Here are all (or almost all) the recomendations I received from the 
Chlamy netters to avoid DNA compressions. Thanks a lot to every body out 
there!.
Ember

I.- Having single-standed templates and using deaza-dGTP in the 
sequencing reactions gets through almost all compressions. You can use 
dITP but it isn't as good as deaza. 

From: David R. Mitchell.

II.- Using TdT helps more to eliminate false stops than compression, but 
it REALLY cleans up the reactions, you can use it as in the USB comments 
article: Artifact Banding when sequencing double-stranded DNA templates 
by T.W. Fawcett and S.G. Bartlett.
 Also, constant temperature gels are recomended to eliminate compressions 
in GC rich DNA.Temperatures close to 55 degrees (celsius).

From: Julie Knott.

III.-Using sequenase and standard TBE/urea buffer gradient gels also was 
another advice.

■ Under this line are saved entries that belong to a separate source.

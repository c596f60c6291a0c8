//! Data-transfer objects for the account and establishment screens.

use serde::{Deserialize, Serialize};

use crate::auth::{validate_email, validate_password};
use crate::error::{Error, Result};
use crate::role::Role;
use crate::wire;

// ─── Accounts ────────────────────────────────────────────────────────────────

/// A row of the account-management tables (`/api/users` and `/admin`).
#[derive(Debug, Clone, PartialEq, Serialize, Deserialize)]
#[serde(rename_all = "camelCase")]
pub struct Account {
    #[serde(alias = "_id", deserialize_with = "wire::id")]
    pub id: String,
    #[serde(default)]
    pub username: String,
    #[serde(default)]
    pub email: String,
    #[serde(default, skip_serializing_if = "Option::is_none")]
    pub role: Option<Role>,
    #[serde(default, deserialize_with = "wire::lenient_bool")]
    pub is_verified: bool,
    #[serde(default, deserialize_with = "wire::opt_id", skip_serializing_if = "Option::is_none")]
    pub establishment_id: Option<String>,
}

/// Body of an account create/update call.  A `None` password leaves the
/// existing one untouched on update.
#[derive(Debug, Clone, Default, PartialEq, Serialize, Deserialize)]
#[serde(rename_all = "camelCase")]
pub struct AccountDraft {
    pub username: String,
    pub email: String,
    #[serde(skip_serializing_if = "Option::is_none")]
    pub password: Option<String>,
    #[serde(skip_serializing_if = "Option::is_none")]
    pub role: Option<Role>,
    #[serde(skip_serializing_if = "Option::is_none")]
    pub is_verified: Option<bool>,
    #[serde(skip_serializing_if = "Option::is_none")]
    pub establishment_id: Option<String>,
}

impl AccountDraft {
    pub fn from_account(a: &Account) -> Self {
        Self {
            username: a.username.clone(),
            email: a.email.clone(),
            password: None,
            role: a.role,
            is_verified: Some(a.is_verified),
            establishment_id: a.establishment_id.clone(),
        }
    }

    /// Check the form before it is sent.  A new account needs a password;
    /// an edit may leave it blank.
    pub fn validate(&self, creating: bool) -> Result<()> {
        if self.username.trim().is_empty() {
            return Err(Error::Invalid("Username is required.".into()));
        }
        validate_email(&self.email)?;
        match self.password.as_deref() {
            Some(pw) => validate_password(pw, pw),
            None if creating => Err(Error::Invalid("A password is required for new accounts.".into())),
            None => Ok(()),
        }
    }
}

// ─── Establishments ──────────────────────────────────────────────────────────

/// A monitored site grouping one or more sensor stations.
#[derive(Debug, Clone, PartialEq, Serialize, Deserialize)]
#[serde(rename_all = "camelCase")]
pub struct Establishment {
    #[serde(alias = "_id", deserialize_with = "wire::id")]
    pub id: String,
    #[serde(default)]
    pub name: String,
    #[serde(default)]
    pub location: String,
    #[serde(default, skip_serializing_if = "Option::is_none")]
    pub description: Option<String>,
    #[serde(default, deserialize_with = "wire::opt_id", skip_serializing_if = "Option::is_none")]
    pub device_id: Option<String>,
}

#[derive(Debug, Clone, Default, PartialEq, Serialize, Deserialize)]
#[serde(rename_all = "camelCase")]
pub struct EstablishmentDraft {
    pub name: String,
    pub location: String,
    #[serde(skip_serializing_if = "Option::is_none")]
    pub description: Option<String>,
    #[serde(skip_serializing_if = "Option::is_none")]
    pub device_id: Option<String>,
}

impl EstablishmentDraft {
    pub fn from_establishment(e: &Establishment) -> Self {
        Self {
            name: e.name.clone(),
            location: e.location.clone(),
            description: e.description.clone(),
            device_id: e.device_id.clone(),
        }
    }

    pub fn validate(&self) -> Result<()> {
        if self.name.trim().is_empty() {
            return Err(Error::Invalid("Establishment name is required.".into()));
        }
        if self.location.trim().is_empty() {
            return Err(Error::Invalid("Location is required.".into()));
        }
        Ok(())
    }
}

/// `Some(trimmed)` unless the input is blank.
pub fn non_blank(s: &str) -> Option<String> {
    let s = s.trim();
    (!s.is_empty()).then(|| s.to_string())
}

#[cfg(test)]
mod tests {
    use super::*;

    #[test]
    fn test_account_tolerates_missing_fields() {
        let a: Account = serde_json::from_str(r#"{"_id":"a1","email":"x@y.z"}"#).unwrap();
        assert_eq!(a.id, "a1");
        assert_eq!(a.role, None);
        assert!(!a.is_verified);
    }

    #[test]
    fn test_draft_omits_unset_password() {
        let a = Account {
            id: "1".into(),
            username: "kai".into(),
            email: "kai@example.com".into(),
            role: Some(Role::User),
            is_verified: true,
            establishment_id: Some("e2".into()),
        };
        let json = serde_json::to_value(AccountDraft::from_account(&a)).unwrap();
        assert!(json.get("password").is_none());
        assert_eq!(json["role"], "User");
        assert_eq!(json["establishmentId"], "e2");
        assert_eq!(json["isVerified"], true);
    }

    #[test]
    fn test_establishment_numeric_ids() {
        let e: Establishment =
            serde_json::from_str(r#"{"id":5,"name":"Lake","location":"North","deviceId":77}"#)
                .unwrap();
        assert_eq!(e.id, "5");
        assert_eq!(e.device_id.as_deref(), Some("77"));
    }

    #[test]
    fn test_account_draft_password_rules() {
        let mut d = AccountDraft {
            username: "kai".into(),
            email: "kai@example.com".into(),
            ..Default::default()
        };
        assert!(d.validate(false).is_ok());
        assert!(matches!(d.validate(true), Err(Error::Invalid(_))));
        d.password = Some("short".into());
        assert!(d.validate(false).is_err());
        d.password = Some("long-enough-pw".into());
        assert!(d.validate(true).is_ok());
        d.email = "nope".into();
        assert!(d.validate(true).is_err());
    }

    #[test]
    fn test_establishment_draft_requires_name_and_location() {
        let mut d = EstablishmentDraft { name: " ".into(), location: "North".into(), ..Default::default() };
        assert!(d.validate().is_err());
        d.name = "Lake".into();
        assert!(d.validate().is_ok());
        d.location.clear();
        assert!(d.validate().is_err());
        assert_eq!(non_blank("  x "), Some("x".to_string()));
        assert_eq!(non_blank("   "), None);
    }
}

Reading problems will also be present (with ss DNA) due 
to enzyme stops (dark bands in all four lanes), in this case  Taq 
Polimerase won't help.

From: Dave Mitchel.

IV.- You can use formamide in gels (30% v/v), the advice was to buy it 
from Fisher Biotech, the "molecular biology grade" (kept it at -20 until 
used). Maniatis describes how to deionize it.
The gel composition was: 8M urea, 1x TBE, 30% formamide, 6% "acrylamide" 
(from a "30% acrylamide stock": 28.4% acrylamide + 1.6 % bis).